Kolbentriebe ohne und mit Kreuzkopf

Der Kreuzkopf ist ein Maschinenelement, das bei Kurbeltrieben verwendet wird. Es koppelt die translatorisch oszillierende Kolbenstange mit dem translatorisch und rotatorisch bewegten Pleuel und findet sich überwiegend an großen Kolbenmaschinen.

Funktionsprinzip[Bearbeiten | Quelltext bearbeiten]

Kinematik eines Kolbentriebs ohne und mit Kreuzkopf

Der Kreuzkopf ist starr mit der Kolbenstange und über diese mit dem Kolben verbunden. Die Pleuelstange, auch als Schubstange bezeichnet, pendelt um den Kreuzkopf und ist mit einer Kurbelwelle verbunden.

Der Kreuzkopf nimmt die senkrecht zu seiner Bewegungsrichtung wirkenden Kräfte auf. Er wirkt damit als zusätzliches Lager und hält den Kolben von Seitenkräften frei. Dadurch kann der Kolben sehr flach ausgeführt werden (Scheibenkolben) und die Zylinderlauffläche ist weniger beansprucht. Bei Tauchkolbenmaschinen übernimmt das Kolbenhemd die Rolle des Kreuzkopfes und überträgt Seitenkräfte auf den Zylinder.

Die Kinematik eines Getriebes mit Kreuzkopf stimmt mit der eines Kurbeltriebes ohne Kreuzkopf überein. Kurbeltriebe ohne Kreuzkopf werden als Schubkurbelgetriebe bezeichnet.[1]

Anwendungen[Bearbeiten | Quelltext bearbeiten]

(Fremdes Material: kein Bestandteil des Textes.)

fn detailed_result(
    source: Collection,
    suite: &str,
    question: &TestQuestion,
    variation: &str,
    variation_question: &str,
    result: &TestResult,
) -> DetailedTestResult {
    DetailedTestResult {
        source,
        test_suite: suite.to_string(),
        category: question.category,
        original_question: question.question.clone(),
        variation_type: variation.to_string(),
        variation_question: variation_question.to_string(),
        response: result.response.clone(),
        score: result.score,
        reason: result.reason.clone(),
        time_ms: result.time_ms,
        coherence_score: None,
    }
}

/// Flags of `ragbench benchmark`.
#[derive(Debug, Clone)]
pub struct BenchmarkCommand {
    pub sources: Vec<Collection>,
    pub suites: SuiteSelection,
    pub mode: Mode,
    pub sample: Option<usize>,
    pub skip_coherence: bool,
    pub reindex: bool,
}

/// `ragbench benchmark`: run the catalog against the selected sources and
/// write the CSV reports.
pub async fn run_benchmark(
    config: &Config,
    command: &BenchmarkCommand,
    progress: Arc<dyn ProgressReporter>,
) -> Result<()> {
    println!("benchmark");
    println!("  chat model: {}", config.ollama.chat_model);
    println!("  judge model: {}", config.ollama.judge_model);
    println!(
        "  sources: {}",
        command.sources.iter().map(|s| s.as_str()).collect::<Vec<_>>().join(", ")
    );
    let suites: Vec<&str> = command
        .suites
        .build(command.mode)
        .iter()
        .map(|g| g.test_suite_name())
        .collect();
    if !suites.is_empty() {
        println!("  suites: {} ({:?})", suites.join(", "), command.mode);
    }

    let gateway: Arc<dyn ModelGateway> = Arc::new(OllamaGateway::new(&config.ollama)?);
    let store = Arc::new(SqliteStore::open(config).await?);

    if command.reindex {
        let ingestor = Ingestor::new(&config.chunking, gateway.clone(), store.clone())
            .with_progress(progress.clone());
        for (collection, rows) in ingestor.reindex_all(&config.sources).await? {
            println!("  indexed {}: {} rows", collection.description(), rows);
        }
    } else {
        let counts: Vec<(Collection, u64)> = collection_counts(store.as_ref())
            .await?
            .into_iter()
            .filter(|(c, _)| command.sources.contains(c))
            .collect();
        require_populated(&counts)?;
    }

    let mut questions = match &config.benchmark.questions_file {
        Some(path) => catalog::load_catalog(path)?,
        None => catalog::default_catalog(),
    };
    if let Some(n) = command.sample {
        questions = catalog::sample(&questions, n, &mut rand::thread_rng());
    }
    println!("  questions: {}", questions.len());

    let rag = Arc::new(RagService::new(
        gateway.clone(),
        store.clone(),
        RagSettings::from_config(config),
    ));
    let judge = Judge::new(
        gateway.clone(),
        &config.ollama.judge_model,
        &config.assistant.domain,
    );
    let coherence = CoherenceAnalyzer::new(gateway).with_progress(progress.clone());
    let benchmark = Benchmark::new(rag, judge, coherence).with_progress(progress);

    let options = BenchmarkOptions {
        sources: command.sources.clone(),
        suites: command.suites,
        mode: command.mode,
        skip_coherence: command.skip_coherence,
        pass_threshold: config.benchmark.pass_threshold,
    };
    let outcome = benchmark.run(&questions, &options).await;

    let writer = ReportWriter::new(&config.benchmark.output_dir, &config.ollama.chat_model);
    let timestamp = report::timestamp_now();
    let results_path = writer.append_results(&outcome.base, &timestamp)?;
    println!("  results: {}", results_path.display());
    if !outcome.detailed.is_empty() {
        let detailed_path = writer.write_detailed(&outcome.detailed, &timestamp)?;
        let stats_path = writer.write_stats(&outcome.stats)?;
        println!("  detailed: {}", detailed_path.display());
        println!("  stats: {}", stats_path.display());
    }

    println!();
    for summary in &outcome.summaries {
        println!("{}  Average Score: {}/5", summary.source, summary.avg_score);
    }
    println!();
    println!("{:<10} {:>6} {:>10} {:>10}", "SOURCE", "TESTS", "AVG SCORE", "AVG TIME");
    for summary in &outcome.summaries {
        println!(
            "{:<10} {:>6} {:>10} {:>10}",
            summary.source,
            summary.tests,
            format!("{}/5", summary.avg_score),
            format!("{}ms", summary.avg_time_ms)
        );
    }
    println!();
    println!("total tests: {}", outcome.base.len() + outcome.detailed.len());

    store.close().await;
    Ok(())
}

Kreuzkopf einer Dampfmaschine
Kreuzkopf einer Dampflokomotive

Der Kreuzkopf wird vor allem bei Zweitakt-Großdieselmotoren eingesetzt[2]. Dies hängt mit mehreren Eigenschaften zusammen:

  • Der Hub kann bei gegebener Bohrung beliebig verlängert werden, üblich sind 3...4,2-facher Hub[3]. Dagegen ist beim Tauchkolben dies durch die Auslenkung des Pleuels begrenzt, so dass ab einem bestimmten Hub das Pleuel die Zylinderlaufbuchse durchdringen müsste.
  • Das Verfahren eignet sich wegen der großen bewegten Massen und der Bauhöhe nur für Drehzahlen von Langsamläufern (bis 300/min.). Großdieselmotoren profitieren jedoch davon, dass
    • die Verbrennungsführung sehr gute thermische Wirkungsgrade (bis herab zu 154 g/kWh, etwa 55 %[3]) ermöglicht
    • bei Schiffen die Kurbelwelle ohne Getriebe (und damit Wirkungsgradverluste) direkt auf die Schiffsschraube wirken kann
  • Durch die gerade Führung der Kolbenstange lässt sich der Kurbeltrieb zum Zylinder hin leicht abdichten. Dies bietet mehrere Vorteile:
    • Abdichtung der Kurbelwelle gegen die heißen Abgase, Rückstände aus den Abgasen und Blowby-Verluste, so dass Kraftstoffe, die mit hohem Ascheanteil verbrennen, die Schmierung der Kurbelwelle und die Wahl eines günstigen Schmiermittels nicht mehr beeinflussen
    • Doppelt wirkender Zylinder, bei dem der Kolben sowohl von der Oberseite als auch von der Unterseite befeuert wird.
  • Der Kolben ist frei von Seitenkräften, da auch der Kreuzkopf abgestützt wird, so dass der Kolben sehr flach bauen kann (kurzes Kolbenhemd), kein Gelenk (Kolbenbolzen) benötigt und nicht die Anlageseite (Kolbenkippen) beim Durchlaufen des oberen Totpunktes (OT) wechselt.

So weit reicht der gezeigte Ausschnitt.